AKAP4 mediated tumor malignancy in esophageal cancer

Am J Transl Res. 2016 Feb 15;8(2):597-605. eCollection 2016.

Abstract

AKAP4 as a new Cancer/Testis (CT) antigen is expressed not only in human germ cells, but also expressed in various tumor cells. AKAP4 is correlated with tumor malignancy; however, the role of AKAP4 in esophageal cancer remains unknown. Here we explored the function of AKAP4 in esophageal cancer. We found that AKAP4 mRNA and protein levels were up-regulated in the esophageal cancer tissues compared to normal control. In KYSE150 cell line, inhibition of AKAP4 suppressed cell growth and invasiveness. Overexpression of AKAP4 promoted cell growth and invasiveness.
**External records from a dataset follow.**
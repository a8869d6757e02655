use chrono::{DateTime, Utc};
use thiserror::Error;

use super::AuditRecord;

#[derive(Debug, Error)]
pub enum AuditError {
    #[error("Database error: {0}")]
    Database(String),

    #[error("Serialization error: {0}")]
    Serialization(String),
}

/// Page size when none is given.
pub const DEFAULT_PAGE_SIZE: i64 = 100;

/// Which end of the log comes first.
#[derive(Debug, Clone, Copy, Default, PartialEq, Eq)]
pub enum AuditOrder {
    #[default]
    NewestFirst,
    OldestFirst,
}

/// Filter for querying audit events.
///
/// Several event types are OR-ed together; every other criterion narrows
/// the result.
#[derive(Debug, Clone)]
pub struct AuditFilter {
    pub match_id: Option<String>,
    pub event_types: Vec<String>,
    pub from: Option<DateTime<Utc>>,
    pub to: Option<DateTime<Utc>>,
    pub order: AuditOrder,
    pub limit: i64,
    pub offset: i64,
}

impl Default for AuditFilter {
    fn default() -> Self {
        Self::new()
    }
}

impl AuditFilter {
    pub fn new() -> Self {
        Self {
            match_id: None,
            event_types: Vec::new(),
            from: None,
            to: None,
            order: AuditOrder::default(),
            limit: DEFAULT_PAGE_SIZE,
            offset: 0,
        }
    }

    /// Everything recorded against one match, in the order it happened.
    pub fn for_match(match_id: impl Into<String>) -> Self {
        Self::new()
            .with_match_id(match_id)
            .with_order(AuditOrder::OldestFirst)
            .with_limit(-1)
    }

    pub fn with_match_id(mut self, match_id: impl Into<String>) -> Self {
        self.match_id = Some(match_id.into());
        self
    }

    pub fn with_event_type(mut self, event_type: impl Into<String>) -> Self {
        self.event_types.push(event_type.into());
        self
    }

    /// Accept a comma-separated list such as `"delivery_recorded,undo_applied"`.
    pub fn with_event_types(mut self, list: &str) -> Self {
        self.event_types.extend(
            list.split(',')
                .map(str::trim)
                .filter(|t| !t.is_empty())
                .map(String::from),
        );
        self
    }

    pub fn with_time_range(
        mut self,
        from: Option<DateTime<Utc>>,
        to: Option<DateTime<Utc>>,
    ) -> Self {
        self.from = from;
        self.to = to;
        self
    }

    pub fn with_order(mut self, order: AuditOrder) -> Self {
        self.order = order;
        self
    }

    /// A negative limit means no limit.
    pub fn with_limit(mut self, limit: i64) -> Self {
        self.limit = limit;
        self
    }

    pub fn with_offset(mut self, offset: i64) -> Self {
        self.offset = offset;
        self
    }
}

/// Storage for the audit trail
pub trait AuditStore: Send + Sync {
    /// Insert an audit record, returns the assigned ID
    fn insert(&self, record: &AuditRecord) -> Result<i64, AuditError>;

    fn query(&self, filter: &AuditFilter) -> Result<Vec<AuditRecord>, AuditError>;

    /// Number of records matching the filter, ignoring limit and offset
    fn count(&self, filter: &AuditFilter) -> Result<i64, AuditError>;

    /// Full history of one match, oldest first.
    fn match_trail(&self, match_id: &str) -> Result<Vec<AuditRecord>, AuditError> {
        self.query(&AuditFilter::for_match(match_id))
    }
}
use std::collections::HashSet;

use serde::{Deserialize, Serialize};
use serde_json::Value;
use tracing::{debug, info};

use super::ExportError;
use crate::matches::{MatchFilter, MatchStore};
use crate::roster::{Player, RosterStore, Team};
use crate::scoring::Match;

/// Everything the scorer knows, as one document.
#[derive(Debug, Clone, PartialEq, Serialize, Deserialize)]
pub struct Backup {
    pub players: Vec<Player>,
    pub teams: Vec<Team>,
    pub matches: Vec<Match>,
}

/// Outcome of a non-destructive import.
#[derive(Debug, Clone, Default, PartialEq, Eq, Serialize)]
pub struct RestoreSummary {
    pub players_added: usize,
    pub players_skipped: usize,
    pub teams_added: usize,
    pub teams_skipped: usize,
    pub matches_added: usize,
    pub matches_skipped: usize,
}

pub fn backup(roster: &dyn RosterStore, matches: &dyn MatchStore) -> Result<Backup, ExportError> {
    Ok(Backup {
        players: roster.list_players()?,
        teams: roster.list_teams()?,
        matches: matches.list(&MatchFilter::all())?,
    })
}

/// Parse a backup file. All three sections must be present.
pub fn parse_backup(json: &str) -> Result<Backup, ExportError> {
    let value: Value =
        serde_json::from_str(json).map_err(|e| ExportError::InvalidJson(e.to_string()))?;
    let complete = ["players", "teams", "matches"]
        .iter()
        .all(|section| value.get(section).is_some_and(|v| !v.is_null()));
    if !complete {
        return Err(ExportError::MissingSections);
    }
    serde_json::from_value(value).map_err(|e| ExportError::InvalidJson(e.to_string()))
}

/// Add whatever the backup holds that the stores don't. Nothing is overwritten.
pub fn restore(
    roster: &dyn RosterStore,
    matches: &dyn MatchStore,
    data: &Backup,
) -> Result<RestoreSummary, ExportError> {
    let summary = merge(roster, matches, &data.players, &data.teams, &data.matches)?;
    info!(
        players = summary.players_added,
        teams = summary.teams_added,
        matches = summary.matches_added,
        "Restored backup"
    );
    Ok(summary)
}

/// Players and teams are skipped when one with the same name (ignoring case)
/// or id exists; matches are skipped when the id exists.
pub(super) fn merge(
    roster: &dyn RosterStore,
    store: &dyn MatchStore,
    players: &[Player],
    teams: &[Team],
    matches: &[Match],
) -> Result<RestoreSummary, ExportError> {
    let mut summary = RestoreSummary::default();

    let existing = roster.list_players()?;
    let mut names: HashSet<String> = existing.iter().map(|p| name_key(&p.name)).collect();
    let mut ids: HashSet<String> = existing.into_iter().map(|p| p.id).collect();
    for player in players {
        if names.contains(&name_key(&player.name)) || ids.contains(&player.id) {
            summary.players_skipped += 1;
            continue;
        }
        roster.insert_player(player)?;
        names.insert(name_key(&player.name));
        ids.insert(player.id.clone());
        summary.players_added += 1;
    }

    let existing = roster.list_teams()?;
    let mut names: HashSet<String> = existing.iter().map(|t| name_key(&t.name)).collect();
    let mut ids: HashSet<String> = existing.into_iter().map(|t| t.id).collect();
    for team in teams {
        if names.contains(&name_key(&team.name)) || ids.contains(&team.id) {
            summary.teams_skipped += 1;
            continue;
        }
        roster.insert_team(team)?;
        names.insert(name_key(&team.name));
        ids.insert(team.id.clone());
        summary.teams_added += 1;
    }

    for m in matches {
        if store.get(&m.id)?.is_some() {
            debug!(match_id = %m.id, "Skipping match that already exists");
            summary.matches_skipped += 1;
            continue;
        }
        store.create(m)?;
        summary.matches_added += 1;
    }

    Ok(summary)
}

fn name_key(name: &str) -> String {
    name.trim().to_lowercase()
}

#[cfg(test)]
mod tests {
    use super::*;
    use crate::matches::SqliteMatchStore;
    use crate::roster::{NewPlayer, PlayerRole, SqliteRosterStore};
    use crate::testing::fixtures;

    fn stores() -> (SqliteRosterStore, SqliteMatchStore) {
        (
            SqliteRosterStore::in_memory().unwrap(),
            SqliteMatchStore::in_memory().unwrap(),
        )
    }

    fn sample_backup() -> Backup {
        Backup {
            players: fixtures::players(2),
            teams: fixtures::teams(2),
            matches: vec![fixtures::started_match(6, 2)],
        }
    }

    #[test]
    fn test_parse_backup_requires_every_section() {
        let err = parse_backup(r#"{"players": [], "teams": []}"#).unwrap_err();
        assert!(matches!(err, ExportError::MissingSections));

        let err = parse_backup("not json").unwrap_err();
        assert!(matches!(err, ExportError::InvalidJson(_)));

        let empty = parse_backup(r#"{"players": [], "teams": [], "matches": []}"#).unwrap();
        assert!(empty.players.is_empty());
    }

    #[test]
    fn test_backup_then_restore_into_empty_stores() {
        let (roster, matches) = stores();
        let data = sample_backup();
        let summary = restore(&roster, &matches, &data).unwrap();
        assert_eq!(summary.players_added, 4);
        assert_eq!(summary.teams_added, 2);
        assert_eq!(summary.matches_added, 1);

        let round_trip = backup(&roster, &matches).unwrap();
        assert_eq!(round_trip.matches, data.matches);
        assert_eq!(round_trip.players.len(), 4);

        let json = serde_json::to_string(&round_trip).unwrap();
        assert_eq!(parse_backup(&json).unwrap(), round_trip);
    }

    #[test]
    fn test_restore_is_non_destructive() {
        let (roster, matches) = stores();
        let local = roster
            .create_player(NewPlayer {
                name: "BATTER 1".to_string(),
                role: PlayerRole::Bowler,
            })
            .unwrap();

        let data = sample_backup();
        let first = restore(&roster, &matches, &data).unwrap();
        assert_eq!(first.players_skipped, 1);
        assert_eq!(first.players_added, 3);

        // The local player keeps its id and role
        let kept = roster.find_player_by_name("Batter 1").unwrap().unwrap();
        assert_eq!(kept, local);

        let second = restore(&roster, &matches, &data).unwrap();
        assert_eq!(second.players_added, 0);
        assert_eq!(second.teams_skipped, 2);
        assert_eq!(second.matches_skipped, 1);
    }
}
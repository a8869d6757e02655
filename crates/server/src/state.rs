use std::sync::Arc;

use tokio::sync::{Mutex, MutexGuard};

use scorer_core::{
    AuditHandle, AuditStore, Config, MatchStore, RosterSource, RosterStore, SanitizedConfig,
};

/// Shared application state
pub struct AppState {
    config: Config,
    audit: AuditHandle,
    audit_store: Arc<dyn AuditStore>,
    roster: Arc<dyn RosterStore>,
    matches: Arc<dyn MatchStore>,
    sheets: Arc<dyn RosterSource>,
    /// Serializes load/apply/store cycles on match documents.
    scoring_lock: Mutex<()>,
}

impl AppState {
    pub fn new(
        config: Config,
        audit: AuditHandle,
        audit_store: Arc<dyn AuditStore>,
        roster: Arc<dyn RosterStore>,
        matches: Arc<dyn MatchStore>,
        sheets: Arc<dyn RosterSource>,
    ) -> Self {
        Self {
            config,
            audit,
            audit_store,
            roster,
            matches,
            sheets,
            scoring_lock: Mutex::new(()),
        }
    }

    pub fn config(&self) -> &Config {
        &self.config
    }

    pub fn sanitized_config(&self) -> SanitizedConfig {
        SanitizedConfig::from(&self.config)
    }

    pub fn audit(&self) -> &AuditHandle {
        &self.audit
    }

    pub fn audit_store(&self) -> &dyn AuditStore {
        self.audit_store.as_ref()
    }

    pub fn roster(&self) -> &dyn RosterStore {
        self.roster.as_ref()
    }

    pub fn matches(&self) -> &dyn MatchStore {
        self.matches.as_ref()
    }

    pub fn sheets(&self) -> &dyn RosterSource {
        self.sheets.as_ref()
    }

    pub fn undo_depth(&self) -> usize {
        self.config.scoring.undo_depth
    }

    /// Hold while reading, changing and writing back a match.
    pub async fn lock_scoring(&self) -> MutexGuard<'_, ()> {
        self.scoring_lock.lock().await
    }
}
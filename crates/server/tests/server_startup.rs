use std::io::Write;
use std::net::TcpListener;
use std::path::Path;
use std::time::Duration;

use reqwest::Client;
use tempfile::{NamedTempFile, TempDir};
use tokio::time::{sleep, timeout};

/// Find an available port
fn get_available_port() -> u16 {
    TcpListener::bind("127.0.0.1:0")
        .unwrap()
        .local_addr()
        .unwrap()
        .port()
}

/// Create a minimal valid config
fn minimal_config(port: u16, db_path: &Path) -> String {
    format!(
        r#"
[server]
host = "127.0.0.1"
port = {}

[database]
path = "{}"
"#,
        port,
        db_path.display()
    )
}

fn write_config(content: &str) -> NamedTempFile {
    let mut temp_file = NamedTempFile::new().unwrap();
    temp_file.write_all(content.as_bytes()).unwrap();
    temp_file.flush().unwrap();
    temp_file
}

/// Spawn the server and return a handle
async fn spawn_server(config_path: &Path) -> tokio::process::Child {
    tokio::process::Command::new(env!("CARGO_BIN_EXE_scorer"))
        .env("SCORER_CONFIG", config_path)
        .env("RUST_LOG", "error") // Quiet logs during tests
        .kill_on_drop(true)
        .spawn()
        .expect("Failed to spawn server")
}

/// Run the binary to completion (for configs that must be rejected)
async fn run_to_exit(config_path: &Path) -> std::process::Output {
    timeout(
        Duration::from_secs(5),
        tokio::process::Command::new(env!("CARGO_BIN_EXE_scorer"))
            .env("SCORER_CONFIG", config_path)
            .env("RUST_LOG", "error")
            .output(),
    )
    .await
    .expect("Command timed out")
    .expect("Failed to execute command")
}

/// Wait for server to be ready
async fn wait_for_server(port: u16, max_attempts: u32) -> bool {
    let client = Client::new();
    for _ in 0..max_attempts {
        if client
            .get(format!("http://127.0.0.1:{}/api/v1/health", port))
            .send()
            .await
            .is_ok()
        {
            return true;
        }
        sleep(Duration::from_millis(50)).await;
    }
    false
}

#[tokio::test]
async fn test_health_endpoint() {
    let port = get_available_port();
    let data_dir = TempDir::new().unwrap();
    let config = write_config(&minimal_config(port, &data_dir.path().join("scorer.db")));

    let mut server = spawn_server(config.path()).await;
    assert!(
        wait_for_server(port, 40).await,
        "Server did not start in time"
    );

    let client = Client::new();
    let response = client
        .get(format!("http://127.0.0.1:{}/api/v1/health", port))
        .send()
        .await
        .expect("Failed to send request");

    assert!(response.status().is_success());

    let json: serde_json::Value = response.json().await.expect("Failed to parse JSON");
    assert_eq!(json["status"], "ok");

    server.kill().await.ok();
}

#[tokio::test]
async fn test_config_endpoint_reflects_file() {
    let port = get_available_port();
    let data_dir = TempDir::new().unwrap();
    let content = format!(
        "{}\n[scoring]\nundo_depth = 12\n",
        minimal_config(port, &data_dir.path().join("scorer.db"))
    );
    let config = write_config(&content);

    let mut server = spawn_server(config.path()).await;
    assert!(
        wait_for_server(port, 40).await,
        "Server did not start in time"
    );

    let client = Client::new();
    let response = client
        .get(format!("http://127.0.0.1:{}/api/v1/config", port))
        .send()
        .await
        .expect("Failed to send request");

    assert!(response.status().is_success());

    let json: serde_json::Value = response.json().await.expect("Failed to parse JSON");
    assert_eq!(json["server"]["port"], port);
    assert_eq!(json["scoring"]["undo_depth"], 12);
    assert_eq!(json["scoring"]["default_wide_runs"], 2);

    server.kill().await.ok();
}

#[tokio::test]
async fn test_data_survives_restart() {
    let port = get_available_port();
    let data_dir = TempDir::new().unwrap();
    let config = write_config(&minimal_config(port, &data_dir.path().join("scorer.db")));
    let client = Client::new();

    let mut server = spawn_server(config.path()).await;
    assert!(wait_for_server(port, 40).await, "Server did not start in time");
    let response = client
        .post(format!("http://127.0.0.1:{}/api/v1/players", port))
        .json(&serde_json::json!({ "name": "Asha", "role": "Bowler" }))
        .send()
        .await
        .expect("Failed to send request");
    assert_eq!(response.status().as_u16(), 201);
    server.kill().await.ok();
    let _ = server.wait().await;

    let mut server = spawn_server(config.path()).await;
    assert!(wait_for_server(port, 40).await, "Server did not restart in time");
    let json: serde_json::Value = client
        .get(format!("http://127.0.0.1:{}/api/v1/players", port))
        .send()
        .await
        .expect("Failed to send request")
        .json()
        .await
        .expect("Failed to parse JSON");
    assert_eq!(json["count"], 1);
    assert_eq!(json["players"][0]["name"], "Asha");

    server.kill().await.ok();
}

#[tokio::test]
async fn test_missing_config_file_exits_with_error() {
    let result = run_to_exit(Path::new("/nonexistent/config.toml")).await;
    assert!(!result.status.success());
}

#[tokio::test]
async fn test_invalid_config_exits_with_error() {
    let config = write_config(
        r#"
[server]
port = 0
"#,
    );
    let result = run_to_exit(config.path()).await;
    assert!(!result.status.success());

    let config = write_config(
        r#"
[scoring]
undo_depth = "lots"
"#,
    );
    let result = run_to_exit(config.path()).await;
    assert!(!result.status.success());
}

#[tokio::test]
async fn test_startup_records_service_started() {
    let port = get_available_port();
    let data_dir = TempDir::new().unwrap();
    let db_path = data_dir.path().join("scorer.db");
    let config = write_config(&minimal_config(port, &db_path));

    let mut server = spawn_server(config.path()).await;
    assert!(wait_for_server(port, 40).await, "Server did not start in time");
    assert!(db_path.exists(), "Database file should be created on startup");

    // Give the audit writer a moment to write the event
    sleep(Duration::from_millis(100)).await;

    let json: serde_json::Value = Client::new()
        .get(format!(
            "http://127.0.0.1:{}/api/v1/audit?event_type=service_started",
            port
        ))
        .send()
        .await
        .expect("Failed to send request")
        .json()
        .await
        .expect("Failed to parse JSON");
    assert_eq!(json["total"], 1);
    assert_eq!(json["events"][0]["event_type"], "service_started");

    server.kill().await.ok();
}
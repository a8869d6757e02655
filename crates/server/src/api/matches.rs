//! Match handlers: creation, listing, scorecards and match files.

use axum::{
    extract::{Path, Query, State},
    http::StatusCode,
    Json,
};
use scorer_core::export::{export_match, import_match};
use scorer_core::scoring::derive::Scorecard;
use scorer_core::scoring::{create_match, RebowlRule, TossDecision};
use scorer_core::{
    AuditEvent, Match, MatchBundle, MatchFilter, MatchSettings, MatchStatus, RestoreSummary, Team,
};
use serde::{Deserialize, Serialize};
use std::sync::Arc;

use super::response::{
    bad_request, export_error, match_error, not_found, roster_error, scoring_error, ApiError,
};
use crate::state::AppState;

/// Maximum allowed limit for match queries
const MAX_LIMIT: i64 = 1000;

/// Default limit for match queries
const DEFAULT_LIMIT: i64 = 100;

// ============================================================================
// Request/Response Types
// ============================================================================

/// Body for POST /matches
#[derive(Debug, Deserialize)]
#[serde(rename_all = "camelCase")]
pub struct CreateMatchBody {
    pub team_a_id: String,
    pub team_b_id: String,
    pub team_a_players: Vec<String>,
    pub team_b_players: Vec<String>,
    pub overs: u32,
    pub players_per_team: u32,
    pub toss_winner_team_id: String,
    pub decision: TossDecision,
    #[serde(default)]
    pub wide_rule: RebowlRule,
    #[serde(default)]
    pub no_ball_rule: RebowlRule,
    /// Falls back to `scoring.default_wide_runs`
    pub wide_runs: Option<u32>,
    /// Falls back to `scoring.default_no_ball_runs`
    pub no_ball_runs: Option<u32>,
}

#[derive(Debug, Deserialize)]
pub struct ListMatchesParams {
    /// "Upcoming", "In Progress" or "Finished"
    pub status: Option<String>,
    pub limit: Option<i64>,
    pub offset: Option<i64>,
}

#[derive(Debug, Serialize)]
pub struct ListMatchesResponse {
    pub matches: Vec<Match>,
    pub total: i64,
    pub limit: i64,
    pub offset: i64,
}

#[derive(Debug, Serialize)]
pub struct ImportMatchResponse {
    #[serde(rename = "match")]
    pub match_data: Match,
    pub summary: RestoreSummary,
}

// ============================================================================
// Handlers
// ============================================================================

/// POST /api/v1/matches
///
/// Both teams must exist and every selected player must belong to the side
/// they are picked for.
pub async fn create(
    State(state): State<Arc<AppState>>,
    Json(body): Json<CreateMatchBody>,
) -> Result<(StatusCode, Json<Match>), ApiError> {
    for (team_id, squad) in [
        (&body.team_a_id, &body.team_a_players),
        (&body.team_b_id, &body.team_b_players),
    ] {
        let team = load_team(&state, team_id)?;
        if let Some(outsider) = squad.iter().find(|id| !team.has_player(id)) {
            return Err(bad_request(format!(
                "Player {} is not in team {}",
                outsider, team.name
            )));
        }
    }

    let defaults = &state.config().scoring;
    let settings = MatchSettings::new(
        body.overs,
        body.players_per_team,
        body.toss_winner_team_id,
        body.decision,
    )
    .with_wide_rule(body.wide_rule)
    .with_no_ball_rule(body.no_ball_rule)
    .with_penalties(
        body.wide_runs.unwrap_or(defaults.default_wide_runs),
        body.no_ball_runs.unwrap_or(defaults.default_no_ball_runs),
    );

    let m = create_match(
        uuid::Uuid::new_v4().to_string(),
        settings,
        &body.team_a_id,
        &body.team_b_id,
        body.team_a_players,
        body.team_b_players,
    )
    .map_err(scoring_error)?;
    state.matches().create(&m).map_err(match_error)?;

    state
        .audit()
        .emit(AuditEvent::MatchCreated {
            match_id: m.id.clone(),
            team_a_id: m.team_a_id.clone(),
            team_b_id: m.team_b_id.clone(),
            overs: m.settings.overs,
            players_per_team: m.settings.players_per_team,
        })
        .await;

    Ok((StatusCode::CREATED, Json(m)))
}

/// GET /api/v1/matches
pub async fn list(
    State(state): State<Arc<AppState>>,
    Query(params): Query<ListMatchesParams>,
) -> Result<Json<ListMatchesResponse>, ApiError> {
    let limit = params.limit.unwrap_or(DEFAULT_LIMIT).clamp(1, MAX_LIMIT);
    let offset = params.offset.unwrap_or(0).max(0);

    let mut filter = MatchFilter::new().with_limit(limit).with_offset(offset);
    if let Some(ref status) = params.status {
        let status = MatchStatus::parse(status)
            .ok_or_else(|| bad_request(format!("Unknown match status: {}", status)))?;
        filter = filter.with_status(status);
    }

    let matches = state.matches().list(&filter).map_err(match_error)?;
    let total = state.matches().count(&filter).map_err(match_error)?;

    Ok(Json(ListMatchesResponse {
        matches,
        total,
        limit,
        offset,
    }))
}

/// GET /api/v1/matches/{id}
pub async fn get(
    State(state): State<Arc<AppState>>,
    Path(id): Path<String>,
) -> Result<Json<Match>, ApiError> {
    load_match(&state, &id).map(Json)
}

/// DELETE /api/v1/matches/{id}
///
/// Drops the match and its undo history.
pub async fn delete(
    State(state): State<Arc<AppState>>,
    Path(id): Path<String>,
) -> Result<Json<Match>, ApiError> {
    let _guard = state.lock_scoring().await;
    let m = state.matches().delete(&id).map_err(match_error)?;

    state
        .audit()
        .emit(AuditEvent::MatchDeleted {
            match_id: m.id.clone(),
        })
        .await;

    Ok(Json(m))
}

/// GET /api/v1/matches/{id}/scorecard
pub async fn scorecard(
    State(state): State<Arc<AppState>>,
    Path(id): Path<String>,
) -> Result<Json<Scorecard>, ApiError> {
    let m = load_match(&state, &id)?;
    let players = state.roster().list_players().map_err(roster_error)?;
    let teams = state.roster().list_teams().map_err(roster_error)?;
    Ok(Json(Scorecard::build(&m, &players, &teams)))
}

/// GET /api/v1/matches/{id}/export
pub async fn export(
    State(state): State<Arc<AppState>>,
    Path(id): Path<String>,
) -> Result<Json<MatchBundle>, ApiError> {
    export_match(state.roster(), state.matches(), &id)
        .map(Json)
        .map_err(export_error)
}

/// POST /api/v1/matches/import
///
/// Accepts an export bundle or a bare match document.
pub async fn import(
    State(state): State<Arc<AppState>>,
    body: String,
) -> Result<Json<ImportMatchResponse>, ApiError> {
    let (match_data, summary) =
        import_match(state.roster(), state.matches(), &body).map_err(export_error)?;

    state
        .audit()
        .emit(AuditEvent::MatchImported {
            match_id: match_data.id.clone(),
            added: summary.matches_added == 1,
        })
        .await;

    Ok(Json(ImportMatchResponse {
        match_data,
        summary,
    }))
}

pub(super) fn load_match(state: &AppState, id: &str) -> Result<Match, ApiError> {
    state
        .matches()
        .get(id)
        .map_err(match_error)?
        .ok_or_else(|| not_found(format!("Match not found: {}", id)))
}

fn load_team(state: &AppState, id: &str) -> Result<Team, ApiError> {
    state
        .roster()
        .get_team(id)
        .map_err(roster_error)?
        .ok_or_else(|| bad_request(format!("Unknown team id: {}", id)))
}
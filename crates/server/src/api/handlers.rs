use axum::{extract::State, http::header, response::IntoResponse, Json};
use scorer_core::SanitizedConfig;
use serde::Serialize;
use std::sync::Arc;

use crate::metrics::{collect_dynamic_metrics, encode_metrics};
use crate::state::AppState;

#[derive(Serialize)]
pub struct HealthResponse {
    pub status: String,
    pub version: String,
}

pub async fn health() -> Json<HealthResponse> {
    Json(HealthResponse {
        status: "ok".to_string(),
        version: env!("CARGO_PKG_VERSION").to_string(),
    })
}

pub async fn get_config(State(state): State<Arc<AppState>>) -> Json<SanitizedConfig> {
    Json(state.sanitized_config())
}

/// GET /metrics
///
/// Prometheus text exposition.
pub async fn metrics(State(state): State<Arc<AppState>>) -> impl IntoResponse {
    collect_dynamic_metrics(&state);
    (
        [(header::CONTENT_TYPE, "text/plain; version=0.0.4")],
        encode_metrics(),
    )
}
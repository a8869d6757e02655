use serde::Serialize;

use crate::roster::Player;

/// Best single-innings bowling: most wickets, then fewest runs.
#[derive(Debug, Clone, Copy, Serialize, PartialEq, Eq)]
pub struct BestBowling {
    pub wickets: u32,
    pub runs: u32,
}

impl BestBowling {
    /// Whether `other` is a better return than `self`.
    pub fn beaten_by(&self, other: &BestBowling) -> bool {
        other.wickets > self.wickets || (other.wickets == self.wickets && other.runs < self.runs)
    }
}

impl std::fmt::Display for BestBowling {
    fn fmt(&self, f: &mut std::fmt::Formatter<'_>) -> std::fmt::Result {
        write!(f, "{}/{}", self.wickets, self.runs)
    }
}

#[derive(Debug, Clone, Default, Serialize, PartialEq)]
pub struct BattingSummary {
    pub matches: u32,
    pub innings: u32,
    pub runs: u32,
    pub balls: u32,
    pub not_outs: u32,
    pub highest_score: u32,
    pub fours: u32,
    pub sixes: u32,
    pub fifties: u32,
    pub hundreds: u32,
    /// Runs per dismissal
    pub average: String,
    pub strike_rate: String,
}

#[derive(Debug, Clone, Default, Serialize, PartialEq)]
pub struct BowlingSummary {
    pub matches: u32,
    pub innings: u32,
    pub balls: u32,
    /// Whole and partial overs, e.g. `3.4`
    pub overs: String,
    pub runs_conceded: u32,
    pub wickets: u32,
    pub maidens: u32,
    pub best_bowling: Option<BestBowling>,
    /// `W/R` form of `best_bowling`, `-` when the player never bowled
    pub best: String,
    pub average: String,
    pub economy: String,
    /// Balls per wicket
    pub strike_rate: String,
}

#[derive(Debug, Clone, Default, Serialize, PartialEq, Eq)]
pub struct FieldingSummary {
    pub catches: u32,
    pub stumpings: u32,
    pub run_outs: u32,
}

impl FieldingSummary {
    pub fn is_empty(&self) -> bool {
        self.catches == 0 && self.stumpings == 0 && self.run_outs == 0
    }
}

/// Career figures for one player.
#[derive(Debug, Clone, Serialize, PartialEq)]
pub struct PlayerStats {
    pub player: Player,
    pub batting: BattingSummary,
    pub bowling: BowlingSummary,
    pub fielding: FieldingSummary,
}

impl PlayerStats {
    /// Whether the player contributed anything at all.
    pub fn has_contributions(&self) -> bool {
        self.batting.innings > 0 || self.bowling.innings > 0 || !self.fielding.is_empty()
    }
}
mod loader;
mod types;
mod validate;

pub use loader::{load_config, load_config_from_str};
pub use types::*;
pub use validate::validate_config;

use thiserror::Error;

#[derive(Debug, Error)]
pub enum ConfigError {
    #[error("Configuration file not found: {0}")]
    FileNotFound(String),

    #[error("Failed to parse configuration: {0}")]
    ParseError(String),

    #[error("Configuration validation failed: {0}")]
    ValidationError(String),
}
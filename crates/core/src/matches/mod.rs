//! Match persistence and per-match undo history.

mod sqlite_store;
mod store;

pub use sqlite_store::SqliteMatchStore;
pub use store::{MatchError, MatchFilter, MatchStore};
In addition, expression of epithelial markers (E-cadherin and ZO-1) was up-regulated or down-regulated and expression of mesenchymal markers (vimentin and N-cadherin) was down-regulated or up-regulated after knockdown or overexpression of AKAP4 in vitro. In vivo in a xenograft model silencing AKAP4 suppressed tumor growth. We also found that NF-κB p65 bound to AKAP4 promoter and regulated expression of AKAP4. In conclusion, overexpression of AKAP4 is associated with esophageal cancer progression. Inhibition of AKAP4 leads to suppressed growth and invasion of esophageal cancer.

Keywords: AKAP4; esophageal cancer; tumor growth.